Surviving Spring Cleaning
Spring’s arrival is the perfect time to tackle ambitious spring-cleaning projects like purging closets and cleaning windows. As some of you already know, I have a need to keep everything orderly in my home all year round. However, when it comes to spring cleaning, I typically realize that “surface cleaning” doesn’t really cut it.
Here is a list of my items that will help you survive interior spring cleaning:
It Starts at The Top
While the plot of the hit Hollywood film "Gravity" is fictional, gravity with cleaning is very real. Start with decluttering your attic down. Most Attic space in homes are dusty/dirty. Once the decluttering process starts in the attic, it will most likely cause your living space to get dirty. Gravity at its best! In my attic space, its mostly holiday décor and bins full of clothing that I haven’t worn in 10 years. I guess I am hoping my 20-something skinny jeans will one day fit again. It’s obviously time for these bins to go.
Of course, there are exceptions to this rule. Let’s use my parents for example. Items that are stored in their attic have sentimental value; babies first Christmas outfit, soccer trophies, old 45’s, etc. However, the bin of my TY Beanie Babies collection (worth millions), and the 1980 something Greco playpen might need to find the dumpser.
Once the attic space has been decluttered, the next step is the ceilings, registers, walls, lights and fans. A common mistake people make is neglecting the corners. A microfiber mop works great for this, but if you don’t have one, tying an old towel or t-shirt over a broom is also surprisingly effective.
Window Cleaning. It’s Harder Than It Looks
Unfortunately, there is no humor in cleaning windows. It’s an arduous task.
Using a lint-free and/or microfiber rag and cleaning solution (best non-commercial solution is Zep glass cleaner) wash the edges and sills of the window and rinse to remove dirt that may have snuck into the cracks and corners. Once you clean the border and sills, apply your cleaning solution to the rest of the window, using a squeegee or a fresh microfiber rag to clean off the solution.

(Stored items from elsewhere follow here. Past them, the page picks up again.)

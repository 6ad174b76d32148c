pub mod outbound;

pub use outbound::{ParcelGate, SettlementGate};
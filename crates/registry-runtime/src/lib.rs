//! # registry-runtime
//!
//! Composition root for Land-Chain.
//!
//! ## Initialization Sequence
//!
//! 1. Validate the genesis configuration
//! 2. Create the administrator authority and seed the balance book
//! 3. Wire the four subsystems: Identity Registry → Land Registry →
//!    Marketplace → Auction Engine (dependencies point leaf-first)
//! 4. Expose the external operation facade; state is never reset at runtime
//!
//! The runtime owns no business rules of its own — it forwards each
//! operation to the owning subsystem and hands back its acknowledgement.

pub mod genesis;
pub mod runtime;

pub use genesis::{GenesisAccount, GenesisConfig, GenesisError};
pub use runtime::RegistryRuntime;

/// Initializes the tracing subscriber from `RUST_LOG` (falls back to `info`).
///
/// Call once at process start; tests and embedders may skip it entirely.
pub fn init_tracing() {
    use tracing_subscriber::EnvFilter;

    let filter = EnvFilter::try_from_default_env().unwrap_or_else(|_| EnvFilter::new("info"));
    tracing_subscriber::fmt().with_env_filter(filter).init();
}
pub mod outbound;

pub use outbound::IdentityGate;
//! # lc-01-identity-registry
//!
//! Identity Registry subsystem for Land-Chain.
//!
//! ## Role in System
//!
//! - **Leaf Subsystem**: no dependencies on other registries
//! - **Single Source of Truth**: authoritative record for every known address
//! - **Verification Gate**: the Land Registry (Subsystem 2) consults this
//!   subsystem before allowing parcel registration
//!
//! ## Authorization
//!
//! `verify_user` is administrator-gated through the centralized
//! `AdminAuthority` capability from `shared-types`; all other operations are
//! authorized by caller identity alone.

pub mod domain;
pub mod events;
pub mod service;

pub use domain::*;
pub use events::*;
pub use service::IdentityService;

Grease Splatter, You Mean Bacon Kisses?
Cleaning your wood cabinets can be as simple as wiping the surface with a clean, damp cloth, then drying immediately. If you feel like you need something more than just water to cut through every-day soil and grease, a product such as Murphy’s Oil Soap (containing no wax or silicones) is a perfectly acceptable option. However, you may find that a mild dishwashing detergent is just as effective. Wipe clean with a damp cloth and dry thoroughly. Using a dish cloth is not recommended for cleaning your cabinets as it could contain grease or detergent remnants.
If your cabinets are laminate or painted, most non-abrasive cleaners are okay, but avoid any cleaner with harsh solvents or abrasives as they can be damaging.
Invest in Furniture Sliders
Without fail, I always find that missing sock when I move my bed. I also find that I can write my name with the dust on my base-trim behind all my furniture. How embarrassing!
Put in the effort to move around your furniture to tackle the dirt and dust that may be hiding underneath. Things like lamp shades and electronic equipment act as a dust magnet. You can use a microfiber extension duster to get those hard to reach spots, like behind your TV.
Once The Heavy Lifting Is Done
A general cleaning/dusting of all remaining vertical surfaces must be done.
Do You Feel Like Cinderella?
Poor Cinderella. Sweeping ash out of fireplaces, cleaning floors on her knees, etc. Who wishes they had a fairy godmother to “Bibbidi-Bobbidi-Boo” all of the spring-cleaning chores?
While cleaning my home, I sometimes will get overwhelmed with my to-do-list. Just because it’s called spring cleaning, it doesn’t mean you have to get everything done before the flowers fully bloom. Divide and conquer your to-do list, while being mindful that some of these jobs can be physically taxing. Do what you can. Pace yourself.
When you’re done, you can come to my house.